But Wangenheim was interested then in something more tangible than this philosophic principle. Germany had immediate reasons for desiring the end of hostilities, and Wangenheim discussed them frankly and cynically. He said that Germany had prepared for only a short war because she had expected to crush France and Russia in two brief campaigns, lasting not longer than six months. Clearly this plan had failed, and there was little likelihood that Germany would win the war. Wangenheim told me this in so many words. Germany, he added, would make a great mistake if she persisted in fighting the war to exhaustion, for such a fight would mean the permanent loss of her colonies, her mercantile marine, and her whole economic and commercial status. “If we don’t get Paris in thirty days, we are beaten,” Wangenheim had told me in August, and, though his attitude changed somewhat after the battle of the Marne, he made no attempt to conceal the fact that the great rush campaign had collapsed, that all the Germans could now look forward to was a tedious, exhausting war, and that all which they could obtain from the existing situation would be a drawn battle. “We have made a mistake this time,” Wangenheim said, “in not laying in supplies for a protracted struggle; it was an error, however, that we shall not repeat; next time we shall store up enough copper and cotton to last for five years.”

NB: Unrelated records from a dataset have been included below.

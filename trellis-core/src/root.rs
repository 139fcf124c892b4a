//! Root Lifecycle
//!
//! The embedding application's entry point. [`create_root`] mounts a
//! reconciler onto a host container and returns a [`RootHandle`]. Rendering
//! through the handle only queues work; it runs when the deferred queue is
//! flushed.

use std::fmt;
use std::sync::Arc;

use parking_lot::Mutex;

use crate::config::ReconcilerConfig;
use crate::element::Node;
use crate::host::{HostConfig, InstanceId};
use crate::reconciler::{Reconciler, RenderStats};
use crate::scheduler::{MicrotaskQueue, ScheduleHandle};
use crate::update::{
    create_update, enqueue_update, normalize_update_lane, request_update_lane, Action, Lane,
    SharedQueue,
};

/// Mount a root with default configuration and its own deferred queue.
pub fn create_root<H>(container: InstanceId, host: H) -> RootHandle
where
    H: HostConfig + 'static,
{
    create_root_with_config(container, host, ReconcilerConfig::default(), MicrotaskQueue::new())
}

/// Mount a root with explicit configuration, scheduling onto `microtasks`.
///
/// Several roots may share one queue.
pub fn create_root_with_config<H>(
    container: InstanceId,
    host: H,
    config: ReconcilerConfig,
    microtasks: MicrotaskQueue,
) -> RootHandle
where
    H: HostConfig + 'static,
{
    let executor = Arc::new(microtasks.clone());
    let reconciler = Arc::new_cyclic(|weak| {
        let scheduler = ScheduleHandle::new(executor, weak.clone());
        Mutex::new(Reconciler::new(container, Box::new(host), config, scheduler))
    });

    let (scheduler, root_queue) = {
        let guard = reconciler.lock();
        (guard.scheduler().clone(), Arc::clone(guard.root_queue()))
    };
    tracing::debug!(?container, "root created");

    RootHandle {
        reconciler,
        scheduler,
        root_queue,
        microtasks,
        container,
    }
}

/// Handle to a mounted root. Clones refer to the same root.
#[derive(Clone)]
pub struct RootHandle {
    reconciler: Arc<Mutex<Reconciler>>,
    scheduler: ScheduleHandle,
    root_queue: SharedQueue<Node>,
    microtasks: MicrotaskQueue,
    container: InstanceId,
}

impl RootHandle {
    /// Queue `node` as the root's new desired tree.
    pub fn render(&self, node: impl Into<Node>) {
        self.render_with_lane(node, request_update_lane());
    }

    /// Queue `node` on an explicit lane. An empty or multi-bit `lane` is
    /// narrowed to a single lane first.
    pub fn render_with_lane(&self, node: impl Into<Node>, lane: Lane) {
        let lane = normalize_update_lane(lane);
        enqueue_update(
            &mut self.root_queue.lock(),
            create_update(Action::Replace(node.into()), lane),
        );
        self.scheduler.schedule_update(lane);
    }

    /// Queue removal of everything under the container.
    pub fn unmount(&self) {
        self.render(Node::Empty);
    }

    /// Run all deferred work, including renders it schedules. Returns the
    /// number of callbacks run.
    pub fn flush_sync(&self) -> usize {
        self.microtasks.flush()
    }

    /// Counters for this root.
    ///
    /// Locks the reconciler, so it must not be called from inside a
    /// component render. Use [`try_inspect`](Self::try_inspect) there.
    pub fn stats(&self) -> RenderStats {
        self.reconciler.lock().stats()
    }

    /// The desired tree last committed at the root.
    ///
    /// Locks the reconciler, so it must not be called from inside a
    /// component render.
    pub fn rendered(&self) -> Node {
        let reconciler = self.reconciler.lock();
        reconciler
            .node(reconciler.current_root())
            .map(|root| root.memoized_state.element())
            .unwrap_or_default()
    }

    /// Read access to the reconciler, for diagnostics.
    ///
    /// Blocks while a render holds the reconciler, which deadlocks when
    /// called from a component of this root. Do not flush deferred work
    /// from inside `f`.
    pub fn inspect<R>(&self, f: impl FnOnce(&Reconciler) -> R) -> R {
        f(&self.reconciler.lock())
    }

    /// Like [`inspect`](Self::inspect), but returns `None` instead of
    /// blocking when the reconciler is busy rendering.
    pub fn try_inspect<R>(&self, f: impl FnOnce(&Reconciler) -> R) -> Option<R> {
        match self.reconciler.try_lock() {
            Some(reconciler) => Some(f(&reconciler)),
            None => {
                tracing::warn!(container = ?self.container, "reconciler busy, skipping inspection");
                None
            }
        }
    }

    pub fn container(&self) -> InstanceId {
        self.container
    }

    /// The deferred queue this root schedules onto.
    pub fn microtasks(&self) -> &MicrotaskQueue {
        &self.microtasks
    }
}

impl fmt::Debug for RootHandle {
    fn fmt(&self, f: &mut fmt::Formatter<'_>) -> fmt::Result {
        f.debug_struct("RootHandle")
            .field("container", &self.container)
            .field("scheduler", &self.scheduler)
            .finish()
    }
}
//! Begin step: compute a node's desired children and reconcile them.

use super::child::ChildReconciler;
use super::RenderContext;
use crate::element::Node;
use crate::error::RenderError;
use crate::fiber::{MemoizedState, NodeId, WorkTag};
use crate::hooks::render_with_hooks;
use crate::update::{process_update_queue, Processed};

/// Run the begin step for `wip` and return its first child, if any.
pub(crate) fn begin_work(
    cx: &mut RenderContext<'_>,
    wip: NodeId,
) -> Result<Option<NodeId>, RenderError> {
    match cx.arena[wip].tag {
        WorkTag::Root => {
            let desired = update_host_root(cx, wip);
            Ok(reconcile_children(cx, wip, &desired))
        }
        WorkTag::HostElement | WorkTag::Fragment => {
            let desired = cx.arena[wip].pending_props.children();
            Ok(reconcile_children(cx, wip, &desired))
        }
        WorkTag::HostText => Ok(None),
        WorkTag::FunctionComponent => {
            let desired = render_with_hooks(cx, wip)?;
            Ok(reconcile_children(cx, wip, &desired))
        }
    }
}

/// Fold the root's queued renders for this lane into its desired tree.
fn update_host_root(cx: &mut RenderContext<'_>, wip: NodeId) -> Node {
    let node = &cx.arena[wip];
    let base = node.memoized_state.element();
    let Some(queue) = node.update_queue.clone() else {
        return base;
    };

    let taken = queue.lock().take_lane(cx.render_lane);
    let Processed { memoized_state } = process_update_queue(base, Some(&taken), cx.render_lane);
    cx.consumed.record(queue, taken);

    cx.arena[wip].memoized_state = MemoizedState::Element(memoized_state.clone());
    memoized_state
}

fn reconcile_children(cx: &mut RenderContext<'_>, wip: NodeId, desired: &Node) -> Option<NodeId> {
    // A node with a committed counterpart diffs against its children and
    // tracks effects; a fresh one is placed whole by an ancestor.
    let (track, current_first_child) = match cx.arena[wip].alternate {
        Some(current) => (true, cx.arena[current].child),
        None => (false, None),
    };
    let first = ChildReconciler::new(&mut *cx.arena, track).reconcile_child_fibers(
        wip,
        current_first_child,
        desired,
    );
    cx.arena[wip].child = first;
    first
}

Wangenheim had another reason for wishing an immediate peace, and it was a reason which shed much light upon the shamelessness of German diplomacy. The preparation which Turkey was making for the conquest of Egypt caused this German Ambassador much annoyance and anxiety. The interest and energy which the Turks had manifested in this enterprise were particularly causing him concern. Naturally I thought at first that Wangenheim was worried that Turkey would lose, yet he confided to me that his real fear was that their ally would succeed. A victorious Turkish campaign in Egypt, Wangenheim explained, might seriously interfere with Germany’s plans. Should Turkey conquer Egypt, naturally Turkey would insist at the peace table on retaining this great province, and would expect Germany to support her in this claim. But Germany had no intention then of promoting the re-establishment of the Turkish Empire. At that time she hoped to reach an understanding with England, the basis of which was to be something in the nature of a division of interests in the East. Germany desired above all to obtain Mesopotamia as an indispensable part of her Hamburg-Bagdad scheme. In return for this, she was prepared to give her endorsement to England’s annexation of Egypt. Thus it was Germany’s plan at that time that she and England should divide Turkey’s two fairest dominions. This was one of the proposals which Germany intended to bring forth in the peace conference which Wangenheim was now scheming for, and clearly Turkey’s conquest of Egypt would have presented complications in the way of carrying out this plan. On the morality of Germany’s attitude to her ally, Turkey, it is hardly necessary to comment. The whole thing was all of a piece with Germany’s policy of “realism” in foreign relations.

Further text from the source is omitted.